In November of 1962, I was living on Pinckney Street at the top of Beacon Hill in Boston, and when, on election day, I learned that John F. Kennedy and his wife were to cast their votes at the polls just around the corner, I decided to join the cheerful throng waiting there to have a look at them.

It was a predominantly Irish crowd—elderly women, some clasping cameras; hangers-on from the nearby State House; small children and their mothers; red-faced policemen—all as eager as I to see the local boy who had made good so spectacularly.

The street on which we waited was narrow, the sidewalks were tightly packed, and here and there in the crowd a tall, well-tailored man with an earplug impassively scanned the roofs and windows overhead. The presidential party was well over an hour late, so late that my pregnant wife got tired of waiting and went home. I stayed on, and as I waited, I noticed a strange, skinny man near the door to the polling station. His matted hair stood on end. He wore a dark suit, shiny with dirt, and a stained shirt several sizes too big. But it was his manner that alarmed me: He was mumbling to himself, sometimes chuckling at jokes only he could hear, always smirking with the secret knowledge of the mad. He looked dangerous, and I vowed to keep my eye on him.

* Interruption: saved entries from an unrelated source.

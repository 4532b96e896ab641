use crate::device::FrameError;
use crate::render::DrawCall;

/// What one frame records: a cleared pass with a single draw.
#[derive(Debug, Copy, Clone, PartialEq)]
pub struct PassPlan {
    pub clear: wgpu::Color,
    pub draw: DrawCall,
}

/// Driver operations a frame needs, in the order the executor calls them.
///
/// Views and command buffers are passed by value: a command buffer can be
/// submitted once and a view presented once because both are moved.
pub trait FrameBackend {
    type View;
    type Commands;

    /// `Ok(None)` skips the frame; `Err` ends the run.
    fn acquire_view(&mut self) -> Result<Option<Self::View>, FrameError>;

    /// Opens an encoder, records the pass into `view` and finishes it.
    ///
    /// Fails, before anything is submitted, when `plan` cannot be recorded.
    fn record(&mut self, view: &Self::View, plan: &PassPlan) -> Result<Self::Commands, FrameError>;

    fn submit(&mut self, commands: Self::Commands);

    fn present(&mut self, view: Self::View);

    /// Non-blocking driver progress (completion callbacks, device-lost).
    fn tick(&mut self);
}

/// Where the current frame is.
#[derive(Debug, Copy, Clone, Eq, PartialEq)]
pub enum FramePhase {
    Idle,
    ViewAcquired,
    Recorded,
    Submitted,
    Presented,
}

impl FramePhase {
    /// Legal successor of `self` on the success path (skips return to `Idle`
    /// from `Idle` without passing through here).
    pub fn next(self) -> FramePhase {
        match self {
            FramePhase::Idle => FramePhase::ViewAcquired,
            FramePhase::ViewAcquired => FramePhase::Recorded,
            FramePhase::Recorded => FramePhase::Submitted,
            FramePhase::Submitted => FramePhase::Presented,
            FramePhase::Presented => FramePhase::Idle,
        }
    }
}

#[derive(Debug, Copy, Clone, Eq, PartialEq)]
pub enum FrameOutcome {
    Presented,
    Skipped,
}

#[derive(Debug, Copy, Clone, Default, Eq, PartialEq)]
pub struct FrameStats {
    pub presented: u64,
    pub skipped: u64,
}

/// Runs frames strictly one at a time.
#[derive(Debug)]
pub struct FrameExecutor {
    phase: FramePhase,
    stats: FrameStats,
}

impl Default for FrameExecutor {
    fn default() -> Self {
        Self::new()
    }
}

impl FrameExecutor {
    pub fn new() -> Self {
        Self {
            phase: FramePhase::Idle,
            stats: FrameStats::default(),
        }
    }

    pub fn phase(&self) -> FramePhase {
        self.phase
    }

    pub fn stats(&self) -> FrameStats {
        self.stats
    }

    fn advance(&mut self) {
        self.phase = self.phase.next();
        log::trace!("frame phase -> {:?}", self.phase);
    }

    /// Executes one tick.
    ///
    /// Skipped frames touch nothing beyond the acquisition attempt: no encoder,
    /// no submit, no present, no tick. A failed recording submits nothing.
    pub fn run_frame<B: FrameBackend>(
        &mut self,
        backend: &mut B,
        plan: &PassPlan,
    ) -> Result<FrameOutcome, FrameError> {
        debug_assert_eq!(self.phase, FramePhase::Idle, "frame started while another is in flight");

        let view = match backend.acquire_view()? {
            Some(view) => view,
            None => {
                self.stats.skipped += 1;
                log::debug!("frame skipped (no surface view)");
                return Ok(FrameOutcome::Skipped);
            }
        };
        self.advance();

        let commands = match backend.record(&view, plan) {
            Ok(commands) => commands,
            Err(err) => {
                // The view is dropped unpresented; the surface discards it.
                self.phase = FramePhase::Idle;
                log::error!("frame recording failed: {err}");
                return Err(err);
            }
        };
        self.advance();

        backend.submit(commands);
        self.advance();

        backend.present(view);
        self.advance();

        backend.tick();
        self.advance();

        self.stats.presented += 1;
        Ok(FrameOutcome::Presented)
    }
}

#[cfg(test)]
mod tests {
    use std::collections::VecDeque;

    use super::*;

    #[derive(Debug, Clone, PartialEq)]
    enum Call {
        Acquire,
        Record(u32, DrawCall),
        Submit(u32),
        Present(u32),
        Tick,
    }

    /// Not `Clone`: a second submit of the same buffer cannot be written.
    struct Commands(u32);

    enum Scripted {
        View(u32),
        Unavailable,
        Fatal,
    }

    #[derive(Default)]
    struct RecordingBackend {
        script: VecDeque<Scripted>,
        calls: Vec<Call>,
        encoders: u32,
        /// Draw the "mesh" provides; `None` accepts any plan.
        mesh_draw: Option<DrawCall>,
    }

    impl RecordingBackend {
        fn scripted(script: impl IntoIterator<Item = Scripted>) -> Self {
            Self {
                script: script.into_iter().collect(),
                ..Self::default()
            }
        }
    }

    impl FrameBackend for RecordingBackend {
        type View = u32;
        type Commands = Commands;

        fn acquire_view(&mut self) -> Result<Option<u32>, FrameError> {
            self.calls.push(Call::Acquire);
            match self.script.pop_front() {
                Some(Scripted::View(id)) => Ok(Some(id)),
                Some(Scripted::Unavailable) | None => Ok(None),
                Some(Scripted::Fatal) => Err(FrameError::SurfaceFatal("out of memory".into())),
            }
        }

        fn record(&mut self, view: &u32, plan: &PassPlan) -> Result<Commands, FrameError> {
            if let Some(mesh) = self.mesh_draw.filter(|&mesh| mesh != plan.draw) {
                return Err(FrameError::PlanMismatch { planned: plan.draw, mesh });
            }
            self.encoders += 1;
            self.calls.push(Call::Record(*view, plan.draw));
            Ok(Commands(*view))
        }

        fn submit(&mut self, commands: Commands) {
            self.calls.push(Call::Submit(commands.0));
        }

        fn present(&mut self, view: u32) {
            self.calls.push(Call::Present(view));
        }

        fn tick(&mut self) {
            self.calls.push(Call::Tick);
        }
    }

    fn plan(draw: DrawCall) -> PassPlan {
        PassPlan {
            clear: wgpu::Color { r: 0.9, g: 0.1, b: 0.2, a: 1.0 },
            draw,
        }
    }

    const SIX_VERTICES: DrawCall = DrawCall::Draw { vertex_count: 6, instance_count: 1 };

    #[test]
    fn presented_frame_follows_strict_order() {
        let mut backend = RecordingBackend::scripted([Scripted::View(1)]);
        let mut exec = FrameExecutor::new();

        let outcome = exec.run_frame(&mut backend, &plan(SIX_VERTICES));

        assert_eq!(outcome, Ok(FrameOutcome::Presented));
        assert_eq!(
            backend.calls,
            [
                Call::Acquire,
                Call::Record(1, SIX_VERTICES),
                Call::Submit(1),
                Call::Present(1),
                Call::Tick,
            ]
        );
        assert_eq!(exec.phase(), FramePhase::Idle);
    }

    #[test]
    fn unavailable_view_touches_nothing() {
        let mut backend = RecordingBackend::scripted([Scripted::Unavailable]);
        let mut exec = FrameExecutor::new();

        assert_eq!(
            exec.run_frame(&mut backend, &plan(SIX_VERTICES)),
            Ok(FrameOutcome::Skipped)
        );
        assert_eq!(backend.calls, [Call::Acquire]);
        assert_eq!(backend.encoders, 0);
        assert_eq!(exec.stats(), FrameStats { presented: 0, skipped: 1 });
    }

    #[test]
    fn rendering_resumes_after_unavailable_surface() {
        let mut backend = RecordingBackend::scripted([
            Scripted::View(1),
            Scripted::Unavailable,
            Scripted::Unavailable,
            Scripted::View(2),
        ]);
        let mut exec = FrameExecutor::new();
        let p = plan(SIX_VERTICES);

        let outcomes: Vec<_> = (0..4).map(|_| exec.run_frame(&mut backend, &p)).collect();
        assert_eq!(
            outcomes,
            [
                Ok(FrameOutcome::Presented),
                Ok(FrameOutcome::Skipped),
                Ok(FrameOutcome::Skipped),
                Ok(FrameOutcome::Presented),
            ]
        );

        let presents: Vec<_> = backend
            .calls
            .iter()
            .filter(|c| matches!(c, Call::Present(_)))
            .collect();
        assert_eq!(presents, [&Call::Present(1), &Call::Present(2)]);
        assert_eq!(exec.stats(), FrameStats { presented: 2, skipped: 2 });
    }

    #[test]
    fn each_submit_is_followed_by_exactly_one_present() {
        let mut backend =
            RecordingBackend::scripted((1..=3).map(Scripted::View).collect::<Vec<_>>());
        let mut exec = FrameExecutor::new();
        let p = plan(DrawCall::DrawIndexed { index_count: 6, instance_count: 1 });
        for _ in 0..3 {
            exec.run_frame(&mut backend, &p).unwrap();
        }

        assert_eq!(backend.encoders, 3);
        let submits_and_presents: Vec<_> = backend
            .calls
            .iter()
            .filter(|c| matches!(c, Call::Submit(_) | Call::Present(_)))
            .cloned()
            .collect();
        assert_eq!(
            submits_and_presents,
            [
                Call::Submit(1),
                Call::Present(1),
                Call::Submit(2),
                Call::Present(2),
                Call::Submit(3),
                Call::Present(3),
            ]
        );
    }

    #[test]
    fn fatal_acquisition_propagates_without_recording() {
        let mut backend = RecordingBackend::scripted([Scripted::Fatal]);
        let mut exec = FrameExecutor::new();

        let outcome = exec.run_frame(&mut backend, &plan(SIX_VERTICES));
        assert!(matches!(outcome, Err(FrameError::SurfaceFatal(_))));
        assert_eq!(backend.calls, [Call::Acquire]);
        assert_eq!(exec.phase(), FramePhase::Idle);
    }

    #[test]
    fn mismatched_plan_is_reported_and_nothing_submitted() {
        let mut backend = RecordingBackend {
            mesh_draw: Some(SIX_VERTICES),
            ..RecordingBackend::scripted([Scripted::View(1), Scripted::View(2)])
        };
        let mut exec = FrameExecutor::new();
        let indexed = DrawCall::DrawIndexed { index_count: 6, instance_count: 1 };

        assert_eq!(
            exec.run_frame(&mut backend, &plan(indexed)),
            Err(FrameError::PlanMismatch { planned: indexed, mesh: SIX_VERTICES })
        );
        assert_eq!(backend.calls, [Call::Acquire]);
        assert_eq!(exec.phase(), FramePhase::Idle);

        // A matching plan still renders afterwards.
        assert_eq!(
            exec.run_frame(&mut backend, &plan(SIX_VERTICES)),
            Ok(FrameOutcome::Presented)
        );
    }

    #[test]
    fn phases_cycle_back_to_idle() {
        let mut phase = FramePhase::Idle;
        let mut seen = vec![phase];
        for _ in 0..5 {
            phase = phase.next();
            seen.push(phase);
        }
        assert_eq!(
            seen,
            [
                FramePhase::Idle,
                FramePhase::ViewAcquired,
                FramePhase::Recorded,
                FramePhase::Submitted,
                FramePhase::Presented,
                FramePhase::Idle,
            ]
        );
    }
}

I forgot my melodramatic vow, of course, the moment I heard the sirens. The President was coming at last. A Secret Service limousine rounded the corner and slid to a stop, more agents boiling out of its doors as the President’s car pulled in behind it. The doors of the second car opened, and there they were: Kennedy, tanned and apparently fit, tucking his tie into his jacket, smiling and nodding at the cheering crowd; his wife smiling more shyly, one hand to her hair, then following him inside.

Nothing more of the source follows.